4. Purported “speed drills” that do not replicate exact sprinting body mechanics (same speed, muscle contractions, angles of force output, etc.) may not transfer to improve speed. Again, the principle of specificity states that to become proficient in any activity, the activity itself must me practiced exactly. Anything “almost” or “close” is NOT exact. Therefore, general drills such as high knees, skips, bounds, box jumps, or other slower-moving actions (relative to all-out sprinting speed) can be used, but more as a part of a dynamic warm-up routine.
5. Being in good condition is also a part of a sound speed-enhancement program. Simply put, if you’re fatigued you cannot run at your maximum speed potential.
6. Straight-line sprinting ability does not correlate to lateral or backward agility or the ability to react and change directions based on game / contest situations.
7. All energy systems – ATP-PC (immediate), Lactic Acid (short term-high power) and Aerobic (long term-lower power) – are activated at the onset of any activity. What determines which system is relied upon the most is the intensity and length of the activity.
8. You don’t have to jog for 30-45 minutes or keep the heart rate in the “aerobic zone” to ultimately burn body fat. Shorter, higher intensity lactate threshold work actually gets you more bang for the buck, since it burns a lot of calories. Also, post-exercise fatty acid mobilization from the adipose (fat) tissue is accelerated after demanding, high intensity work.

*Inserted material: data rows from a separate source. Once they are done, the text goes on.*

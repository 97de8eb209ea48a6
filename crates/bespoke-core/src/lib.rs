//! bespoke-core: orquestación de stages y cachés por contenido.
//!
//! Un `Task` avanza stage a stage mediante ticks del `CycleScheduler`; el
//! `Poller` aplica esos ticks sobre el registro de tareas activas. El trabajo
//! costoso vive en servicios worker alcanzados a través de `WorkerClient`.
pub mod cache;
pub mod constants;
pub mod errors;
pub mod hashing;
pub mod poller;
pub mod scheduler;
pub mod stage;
pub mod status;
pub mod store;
pub mod task;
pub mod wire;
pub mod worker;

pub use cache::{ParameterCache, QcComputeCache};
pub use errors::{CoreError, StoreError, TransportError};
pub use poller::{PassReport, Poller, PollerSettings};
pub use scheduler::{CycleOutcome, CycleScheduler, EnterPolicy};
pub use stage::{RetainSmirks, RetryPolicy, SmirksRegenerator, Stage, StageContext, StageServices};
pub use status::Status;
pub use store::{blocking, InMemoryStore, KeyValueStore};
pub use task::{Task, TaskRepository};
pub use wire::{JobHandle, JobReport, WorkerFamily};
pub use worker::{JobQueue, JobRecord, LocalWorkerClient, WorkerClient, WorkerService, WorkerServices};
//! Superficie HTTP (axum).
//!
//! Dos routers que se sirven en listeners separados:
//! - coordinador: `{prefix}/optimizations` y `/healthz`.
//! - workers: `{prefix}/{family}` para `fragmentations`, `qc-calcs` y
//!   `optimizations`.
pub mod error;
pub mod routes;
pub mod service;
pub mod state;

pub use error::{ApiError, GatewayError};
pub use routes::{coordinator_router, worker_router};
pub use service::serve;
pub use state::{CoordinatorState, WorkerState};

9. One can improve lactate threshold and VO2 max with a variety of training regimens: short and long intervals, fartlek runs and continuous runs using various running speeds, distances, volumes and work-to-rest ratios.

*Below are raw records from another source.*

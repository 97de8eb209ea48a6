//! Tareas de cálculo QC enviadas al servicio `qc-calcs`.
//!
//! Sólo `smiles`, programa/modelo y los parámetros de scan afectan al
//! resultado químico; `name` es de presentación y no entra en el
//! fingerprint de caché.
use serde::{Deserialize, Serialize};
use serde_json::Value;

use crate::targets::QcSpec;

#[derive(Debug, Clone, PartialEq, Eq, Hash, Serialize, Deserialize)]
pub struct QcModel {
    pub method: String,
    #[serde(default)]
    pub basis: Option<String>,
}

#[derive(Debug, Clone, PartialEq, Eq, Serialize, Deserialize)]
pub struct TorsionTask {
    pub smiles: String,
    pub central_bond: (usize, usize),
    #[serde(default = "default_grid_spacing")]
    pub grid_spacing: i32,
    #[serde(default)]
    pub scan_range: Option<(i32, i32)>,
    #[serde(default = "default_n_conformers")]
    pub n_conformers: u32,
    pub program: String,
    pub model: QcModel,
    #[serde(default, skip_serializing_if = "Option::is_none")]
    pub name: Option<String>,
}

#[derive(Debug, Clone, PartialEq, Eq, Serialize, Deserialize)]
pub struct OptimizationTask {
    pub smiles: String,
    #[serde(default = "default_n_conformers")]
    pub n_conformers: u32,
    pub program: String,
    pub model: QcModel,
    #[serde(default, skip_serializing_if = "Option::is_none")]
    pub name: Option<String>,
}

#[derive(Debug, Clone, PartialEq, Eq, Serialize, Deserialize)]
pub struct HessianTask {
    pub smiles: String,
    pub program: String,
    pub model: QcModel,
    #[serde(default, skip_serializing_if = "Option::is_none")]
    pub name: Option<String>,
}

fn default_grid_spacing() -> i32 {
    15
}

fn default_n_conformers() -> u32 {
    10
}

#[derive(Debug, Clone, PartialEq, Eq, Serialize, Deserialize)]
#[serde(tag = "type")]
pub enum QcTask {
    #[serde(rename = "torsion1d")]
    Torsion1D(TorsionTask),
    #[serde(rename = "optimization")]
    Optimization(OptimizationTask),
    #[serde(rename = "hessian")]
    Hessian(HessianTask),
}

impl QcTask {
    pub fn torsion(smiles: &str, central_bond: (usize, usize), spec: &QcSpec) -> Self {
        QcTask::Torsion1D(TorsionTask { smiles: smiles.to_string(),
                                        central_bond,
                                        grid_spacing: default_grid_spacing(),
                                        scan_range: None,
                                        n_conformers: default_n_conformers(),
                                        program: spec.program.clone(),
                                        model: QcModel { method: spec.method.clone(),
                                                         basis: spec.basis.clone() },
                                        name: None })
    }

    pub fn optimization(smiles: &str, spec: &QcSpec) -> Self {
        QcTask::Optimization(OptimizationTask { smiles: smiles.to_string(),
                                                n_conformers: default_n_conformers(),
                                                program: spec.program.clone(),
                                                model: QcModel { method: spec.method.clone(),
                                                                 basis: spec.basis.clone() },
                                                name: None })
    }

    pub fn hessian(smiles: &str, spec: &QcSpec) -> Self {
        QcTask::Hessian(HessianTask { smiles: smiles.to_string(),
                                      program: spec.program.clone(),
                                      model: QcModel { method: spec.method.clone(),
                                                       basis: spec.basis.clone() },
                                      name: None })
    }

    /// Tipo declarado, tal como se publica en `{id, type}`.
    pub fn type_name(&self) -> &'static str {
        match self {
            QcTask::Torsion1D(_) => "torsion1d",
            QcTask::Optimization(_) => "optimization",
            QcTask::Hessian(_) => "hessian",
        }
    }
}

/// Resultado QC ya calculado, referenciado por el id opaco del job.
#[derive(Debug, Clone, PartialEq, Serialize, Deserialize)]
pub struct QcRecord {
    pub id: String,
    #[serde(rename = "type")]
    pub kind: String,
    pub result: Value,
}

#[cfg(test)]
mod tests {
    use super::*;
    use serde_json::json;

    #[test]
    fn torsion_task_roundtrips_with_type_tag() {
        let spec = QcSpec { program: "psi4".into(),
                            method: "b3lyp-d3bj".into(),
                            basis: Some("dzvp".into()) };
        let task = QcTask::torsion("[CH3:1][CH2:2][OH:3]", (1, 2), &spec);
        let value = serde_json::to_value(&task).unwrap();
        assert_eq!(value["type"], json!("torsion1d"));
        assert_eq!(value["grid_spacing"], json!(15));
        let back: QcTask = serde_json::from_value(value).unwrap();
        assert_eq!(back, task);
    }

    #[test]
    fn defaults_fill_optional_scan_fields() {
        let task: QcTask = serde_json::from_value(json!({
            "type": "torsion1d",
            "smiles": "CCO",
            "central_bond": [1, 2],
            "program": "xtb",
            "model": {"method": "gfn2xtb"}
        })).unwrap();
        match task {
            QcTask::Torsion1D(t) => {
                assert_eq!(t.grid_spacing, 15);
                assert_eq!(t.n_conformers, 10);
                assert_eq!(t.scan_range, None);
            }
            other => panic!("unexpected task {other:?}"),
        }
    }
}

10. Genetics also play a role in conditioning: those endowed with a high percentage of the slow / type 1 muscle fibers may possess better endurance and recover faster than those with more quicker-to-fatigue fast / type 2 fibers. On the other hand, predominantly fast/type 2 people may run relatively faster but take longer to recover between bouts, all other factors being equal.
TAKU’s Note: Way back in September 24, 2018 I put up a post called “Ten Things we know about Strength Training. I figured I was over due to add to that series. So check out todays post Ten Things We Know About Conditioning, and when you’re done, click the link and check out the first article in this series.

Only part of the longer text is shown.